You can bet the message is this:
- The message is likely the intercept of a foreign person involved in the current negotiations involving Kushner and Israel reps who is reporting to his higher-ups about details of talks with Israel about Iran and other Middle East issues.
- The individual who is the sender of the message probably is reporting that Kushner is pushing for approval for Trump to purchase or to be granted oceanfront property in Gaza for the construction of Trump resorts.
- Tulsi Gabbard, the totally unqualified Director of National Intelligence, likely is trying to hide this message to protect Kushner and Trump. (Gabbard is on the right of the photo below.)
My suspicion is that the conversation about Kushner was one of two things. (1) How much money do we have to give him to get Donald Trump to do what we want, or (2) This Kushner is an imbecile and we can manipulate him at will to do anything we want just by making him feel smart. Or both.

Whenever someone like Tulsi is selling the national interest down the river, you know who’s likely to be clearing a profit on the deal:
The highly classified whistleblower complaint against Director of National Intelligence Tulsi Gabbard is related to a conversation intercepted last spring in which two foreign nationals discussed Jared Kushner, according to U.S. officials familiar with the matter.
It couldn’t be determined which country the foreign nationals are from or what they discussed about Kushner. But the connection to Kushner sheds further light on the top-secret whistleblower complaint that bureaucratically stalled within Gabbard’s agency for eight months and was kept locked in a safe until it reached Congress in heavily redacted form last week.
Senior Trump administration officials said the claims about Kushner were demonstrably false, but declined to offer more specifics about the conversation on grounds that doing so could expose a highly sensitive surveillance method.
The allegations in the conversation about Kushner, President Trump’s son-in-law, would be significant if verified, according to other U.S. officials familiar with its contents. While those officials agreed there was no corroborating evidence to support the allegations, they said that didn’t prove they lacked any merit.
The Wall Street Journal and others reported last week that the complaint was based on a foreign-intelligence conversation collected by the National Security Agency. The conversation included a discussion about a person close to Trump and at least in part concerned issues related to Iran, the Journal reported.
Kushner is at the center of some of the administration’s toughest national security initiatives. He devised the plan to rebuild Gaza and has joined Trump envoy Steve Witkoff in negotiations to end the war in Ukraine and dismantle Iran’s nuclear work, including a meeting with Iranian officials last week in Oman.
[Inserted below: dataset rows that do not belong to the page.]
//! Incremental pulls of courses, enrollments, assignments and submissions
//! into the local entity mirror.

use chrono::{DateTime, SecondsFormat, TimeDelta, Utc};
use futures::future::join;
use serde::Serialize;
use serde_json::{json, Map, Value};
use std::sync::atomic::{AtomicBool, Ordering};
use std::sync::Arc;

use lmsbridge_core::lms::{
    child_scope, courses_scope, resolve_parent_id, resolve_remote_id, EntityKind,
    EntityUpsertStore, SyncCursorStore,
};
use lmsbridge_core::config::MAX_SINCE_DAYS;
use lmsbridge_core::{Error, Result};

use crate::client::RemoteCollectionSource;

pub const DEFAULT_SINCE_DAYS: i64 = 30;

#[derive(Debug, Clone, Copy, PartialEq, Eq)]
pub struct SyncConfig {
    /// Lookback window for incremental pulls.
    pub since_days: i64,
}

impl Default for SyncConfig {
    fn default() -> Self {
        Self {
            since_days: DEFAULT_SINCE_DAYS,
        }
    }
}

impl SyncConfig {
    pub fn validate(&self) -> Result<()> {
        if self.since_days < 0 {
            return Err(Error::config("since_days must not be negative"));
        }
        if self.since_days > MAX_SINCE_DAYS {
            return Err(Error::config(format!(
                "since_days must be <= {}",
                MAX_SINCE_DAYS
            )));
        }
        Ok(())
    }

    /// Start of the incremental window ending at `now`.
    pub fn window_start(&self, now: DateTime<Utc>) -> Result<DateTime<Utc>> {
        TimeDelta::try_days(self.since_days)
            .and_then(|lookback| now.checked_sub_signed(lookback))
            .ok_or_else(|| {
                Error::config(format!(
                    "since_days {} is out of range",
                    self.since_days
                ))
            })
    }
}

/// Result of one sync pass over one scope.
#[derive(Debug, Clone, PartialEq, Eq, Serialize)]
#[serde(rename_all = "camelCase")]
pub struct SyncOutcome {
    pub scope: String,
    pub count: usize,
    pub failed: usize,
    pub cursor: Option<String>,
    #[serde(skip)]
    pub remote_ids: Vec<String>,
}

#[derive(Debug, Clone, Default, PartialEq, Eq, Serialize)]
#[serde(rename_all = "camelCase")]
pub struct SyncAllReport {
    pub courses: usize,
    pub enrollments: usize,
    pub assignments: usize,
    pub submissions: usize,
    pub failed: usize,
    /// Scopes that could not be synced, with the reason.
    pub errors: Vec<String>,
}

impl SyncAllReport {
    fn absorb(&mut self, kind: EntityKind, outcome: &SyncOutcome) {
        match kind {
            EntityKind::Course => self.courses += outcome.count,
            EntityKind::Enrollment => self.enrollments += outcome.count,
            EntityKind::Assignment => self.assignments += outcome.count,
            EntityKind::Submission => self.submissions += outcome.count,
        }
        self.failed += outcome.failed;
    }
}

fn courses_path() -> String {
    "/api/v1/courses".to_string()
}

fn enrollments_path(course_id: &str) -> String {
    format!("/api/v1/courses/{}/enrollments", urlencoding::encode(course_id))
}

fn assignments_path(course_id: &str) -> String {
    format!("/api/v1/courses/{}/assignments", urlencoding::encode(course_id))
}

fn submissions_path(course_id: &str, assignment_id: &str) -> String {
    format!(
        "/api/v1/courses/{}/assignments/{}/submissions",
        urlencoding::encode(course_id),
        urlencoding::encode(assignment_id)
    )
}

/// Errors that end a whole `sync_all` run rather than one scope.
fn aborts_run(err: &Error) -> bool {
    matches!(
        err,
        Error::NotAuthorized { .. } | Error::Cancelled(_) | Error::Config(_)
    )
}

pub struct SyncOrchestrator {
    source: Arc<dyn RemoteCollectionSource>,
    entities: Arc<dyn EntityUpsertStore>,
    cursors: Arc<dyn SyncCursorStore>,
    config: SyncConfig,
    cancel: AtomicBool,
}

struct Pass<'a> {
    user_id: &'a str,
    kind: EntityKind,
    parent_remote_id: Option<&'a str>,
    path: String,
    scope: String,
    incremental: bool,
}

impl SyncOrchestrator {
    pub fn new(
        source: Arc<dyn RemoteCollectionSource>,
        entities: Arc<dyn EntityUpsertStore>,
        cursors: Arc<dyn SyncCursorStore>,
        config: SyncConfig,
    ) -> Self {
        Self {
            source,
            entities,
            cursors,
            config,
            cancel: AtomicBool::new(false),
        }
    }

    /// Ask running passes to stop at the next page boundary.
    pub fn cancel(&self) {
        self.cancel.store(true, Ordering::Relaxed);
    }

    pub fn reset_cancel(&self) {
        self.cancel.store(false, Ordering::Relaxed);
    }

    pub fn is_cancelled(&self) -> bool {
        self.cancel.load(Ordering::Relaxed)
    }

    pub async fn sync_courses(&self, user_id: &str) -> Result<SyncOutcome> {
        self.run_pass(Pass {
            user_id,
            kind: EntityKind::Course,
            parent_remote_id: None,
            path: courses_path(),
            scope: courses_scope(user_id),
            incremental: false,
        })
        .await
    }

    pub async fn sync_course_enrollments(
        &self,
        user_id: &str,
        course_id: &str,
    ) -> Result<SyncOutcome> {
        self.run_pass(Pass {
            user_id,
            kind: EntityKind::Enrollment,
            parent_remote_id: Some(course_id),
            path: enrollments_path(course_id),
            scope: child_scope(EntityKind::Enrollment, course_id),
            incremental: true,
        })
        .await
    }

    pub async fn sync_course_assignments(
        &self,
        user_id: &str,
        course_id: &str,
    ) -> Result<SyncOutcome> {
        self.run_pass(Pass {
            user_id,
            kind: EntityKind::Assignment,
            parent_remote_id: Some(course_id),
            path: assignments_path(course_id),
            scope: child_scope(EntityKind::Assignment, course_id),
            incremental: true,
        })
        .await
    }

    pub async fn sync_assignment_submissions(
        &self,
        user_id: &str,
        course_id: &str,
        assignment_id: &str,
    ) -> Result<SyncOutcome> {
        self.run_pass(Pass {
            user_id,
            kind: EntityKind::Submission,
            parent_remote_id: Some(assignment_id),
            path: submissions_path(course_id, assignment_id),
            scope: child_scope(EntityKind::Submission, assignment_id),
            incremental: true,
        })
        .await
    }

    /// Courses, then enrollments and assignments per course side by side,
    /// then submissions for every assignment mirrored under the course. A
    /// failing scope is reported and
    /// skipped; authorization loss and cancellation end the run.
    pub async fn sync_all(&self, user_id: &str) -> Result<SyncAllReport> {
        let mut report = SyncAllReport::default();
        let courses = self.sync_courses(user_id).await?;
        report.absorb(EntityKind::Course, &courses);

        for course_id in &courses.remote_ids {
            let (enrollments, assignments) = join(
                self.sync_course_enrollments(user_id, course_id),
                self.sync_course_assignments(user_id, course_id),
            )
            .await;

            self.record(&mut report, EntityKind::Enrollment, course_id, enrollments)?;
            if self
                .record(&mut report, EntityKind::Assignment, course_id, assignments)?
                .is_none()
            {
                continue;
            }

            // Every mirrored assignment, not only those updated in the window,
            // can receive new submissions.
            let mirrored = self
                .entities
                .list_entities(EntityKind::Assignment, Some(course_id))?;
            for assignment in &mirrored {
                let assignment_id = assignment.remote_id.as_str();
                let submissions = self
                    .sync_assignment_submissions(user_id, course_id, assignment_id)
                    .await;
                self.record(
                    &mut report,
                    EntityKind::Submission,
                    assignment_id,
                    submissions,
                )?;
            }
        }

        log::info!(
            "[Sync] Full sync for user {}: {} courses, {} enrollments, {} assignments, {} submissions ({} failed items, {} failed scopes)",
            user_id,
            report.courses,
            report.enrollments,
            report.assignments,
            report.submissions,
            report.failed,
            report.errors.len()
        );
        Ok(report)
    }

    fn record(
        &self,
        report: &mut SyncAllReport,
        kind: EntityKind,
        parent_id: &str,
        result: Result<SyncOutcome>,
    ) -> Result<Option<SyncOutcome>> {
        match result {
            Ok(outcome) => {
                report.absorb(kind, &outcome);
                Ok(Some(outcome))
            }
            Err(e) if aborts_run(&e) => Err(e),
            Err(e) => {
                log::warn!("[Sync] {} sync under {} failed: {}", kind.plural(), parent_id, e);
                report
                    .errors
                    .push(format!("{} under {}: {}", kind.plural(), parent_id, e));
                Ok(None)
            }
        }
    }

    async fn run_pass(&self, pass: Pass<'_>) -> Result<SyncOutcome> {
        if self.is_cancelled() {
            return Err(Error::Cancelled(format!("sync of {} not started", pass.scope)));
        }

        let started_at = Utc::now();
        let since = self.config.window_start(started_at)?;
        let cancel_flag = Some(&self.cancel);

        let items = if pass.incremental {
            self.source
                .list_updated_since(&pass.path, pass.user_id, since, cancel_flag)
                .await
        } else {
            self.source
                .list_all(&pass.path, pass.user_id, Vec::new(), cancel_flag)
                .await
        }
        .map_err(Error::from)?;

        let remote_ids = items
            .iter()
            .filter_map(|item| {
                let parent = resolve_parent_id(pass.kind, item, pass.parent_remote_id);
                resolve_remote_id(pass.kind, item, parent.as_deref())
            })
            .collect::<Vec<_>>();

        let summary = self
            .entities
            .upsert_entities(
                pass.kind,
                pass.parent_remote_id.map(str::to_string),
                items,
            )
            .await?;

        let cursor = started_at.to_rfc3339_opts(SecondsFormat::Secs, true);
        let mut extra = Map::new();
        extra.insert("kind".to_string(), json!(pass.kind.as_str()));
        extra.insert("count".to_string(), json!(summary.count()));
        extra.insert("failed".to_string(), json!(summary.failed.len()));
        if pass.incremental {
            extra.insert(
                "since".to_string(),
                Value::String(since.to_rfc3339_opts(SecondsFormat::Secs, true)),
            );
        }
        let saved = self
            .cursors
            .upsert_cursor(pass.scope.clone(), Some(cursor), extra)
            .await?;

        for failure in &summary.failed {
            log::warn!(
                "[Sync] {} item {} not stored: {}",
                pass.kind,
                failure.remote_id.as_deref().unwrap_or("<no id>"),
                failure.message
            );
        }
        log::info!(
            "[Sync] {}: {} {} synced ({} created, {} updated, {} failed)",
            pass.scope,
            summary.count(),
            pass.kind.plural(),
            summary.created,
            summary.updated,
            summary.failed.len()
        );

        Ok(SyncOutcome {
            scope: pass.scope,
            count: summary.count(),
            failed: summary.failed.len(),
            cursor: saved.cursor,
            remote_ids,
        })
    }
}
Like in Trump’s first term, when he orchestrated peace talks between Israel and Arab nations, Kushner touts his business background as an asset in diplomacy, often deriding career government officials as too bureaucratic and slow. He is now running an investment fund, Affinity Partners, which has drawn billion-dollar investments from the Arab monarchies, and has pursued potential projects around the world.
[…]
A heavily redacted version of the complaint was seen by select lawmakers in Congress last week after The Journal first reported on its existence and that it had stalled within Gabbard’s office. Democrats have questioned why the complaint was held up for eight months and indicated it raises national-security concerns that deserve more investigation. Republicans have defended Gabbard and said the attention on the complaint has been orchestrated to undermine the Trump administration.
I like how the Republican “defense” is essentially “of course Tulsi had to cover this up, it will make us look bad.”